//! Obstacles wires must route around.

use wire_geom::{Compass, GridPoint, GridRect};

use crate::arena::{Key, Pool};
use crate::vertex::{Vertex, VertexId};

/// Typed key for an [`Obstacle`] in the router's obstacle pool.
pub type ObstacleId = Key<Obstacle>;

/// An axis-aligned rectangle wires may not cross, with one shared [`Vertex`]
/// per corner.
///
/// The corner vertices sit on the boundary ring: the top-left corner at
/// `(x, y)` and the bottom-right corner at `(right - 1, bottom - 1)`, so all
/// four are contained by the bounds. Every wire that bends around this
/// obstacle bends at these same four vertices.
///
/// `exclude` is transient per-wire state: while one wire is being solved, the
/// obstacles containing its endpoints are excluded from blocking tests so the
/// wire can escape them.
pub struct Obstacle {
    /// The obstacle's bounds.
    pub bounds: GridRect,
    /// Corner vertex at `(x, y)`.
    pub top_left: VertexId,
    /// Corner vertex at `(right - 1, y)`.
    pub top_right: VertexId,
    /// Corner vertex at `(x, bottom - 1)`.
    pub bottom_left: VertexId,
    /// Corner vertex at `(right - 1, bottom - 1)`.
    pub bottom_right: VertexId,
    /// Center of the bounds, used to orient bend labels.
    pub center: GridPoint,
    /// Transient flag: ignore this obstacle in blocking tests for the wire
    /// currently being solved.
    pub exclude: bool,
}

impl Obstacle {
    /// Creates an obstacle for `bounds`, allocating its four corner vertices
    /// in `vertices`. `id` is the key this obstacle will live under (see
    /// [`Pool::insert_with`]).
    #[must_use]
    pub fn new(bounds: GridRect, vertices: &mut Pool<Vertex>, id: ObstacleId) -> Self {
        let top_left = vertices.insert(Vertex::corner(
            GridPoint::new(bounds.x, bounds.y),
            id,
            Compass::NORTH_WEST,
        ));
        let top_right = vertices.insert(Vertex::corner(
            GridPoint::new(bounds.right() - 1, bounds.y),
            id,
            Compass::NORTH_EAST,
        ));
        let bottom_left = vertices.insert(Vertex::corner(
            GridPoint::new(bounds.x, bounds.bottom() - 1),
            id,
            Compass::SOUTH_WEST,
        ));
        let bottom_right = vertices.insert(Vertex::corner(
            GridPoint::new(bounds.right() - 1, bounds.bottom() - 1),
            id,
            Compass::SOUTH_EAST,
        ));

        Self {
            bounds,
            top_left,
            top_right,
            bottom_left,
            bottom_right,
            center: bounds.center(),
            exclude: false,
        }
    }

    /// The four corner vertices, top-left first, reading order.
    #[must_use]
    pub const fn corners(&self) -> [VertexId; 4] {
        [
            self.top_left,
            self.top_right,
            self.bottom_left,
            self.bottom_right,
        ]
    }

    /// Strict interior containment: excludes the one-cell boundary ring the
    /// corner vertices sit on.
    ///
    /// # Example
    ///
    /// ```
    /// use wire_geom::{GridPoint, GridRect};
    /// use wire_model::{Obstacle, Pool};
    ///
    /// let mut vertices = Pool::new();
    /// let mut obstacles = Pool::new();
    /// let id = obstacles.insert_with(|id| {
    ///     Obstacle::new(GridRect::new(0, 0, 4, 4), &mut vertices, id)
    /// });
    /// let obstacle = &obstacles[id];
    ///
    /// assert!(obstacle.contains_proper(GridPoint::new(2, 2)));
    /// assert!(!obstacle.contains_proper(GridPoint::new(0, 2))); // boundary ring
    /// assert!(!obstacle.contains_proper(GridPoint::new(3, 3))); // corner cell
    /// ```
    #[must_use]
    pub const fn contains_proper(&self, p: GridPoint) -> bool {
        p.x > self.bounds.x
            && p.x < self.bounds.x + self.bounds.width - 1
            && p.y > self.bounds.y
            && p.y < self.bounds.y + self.bounds.height - 1
    }
}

-------

Your answer must be the line containing "p.y > self.bounds.y" and each line after it in the listing above, copied exactly.

            && p.y > self.bounds.y
            && p.y < self.bounds.y + self.bounds.height - 1
    }
}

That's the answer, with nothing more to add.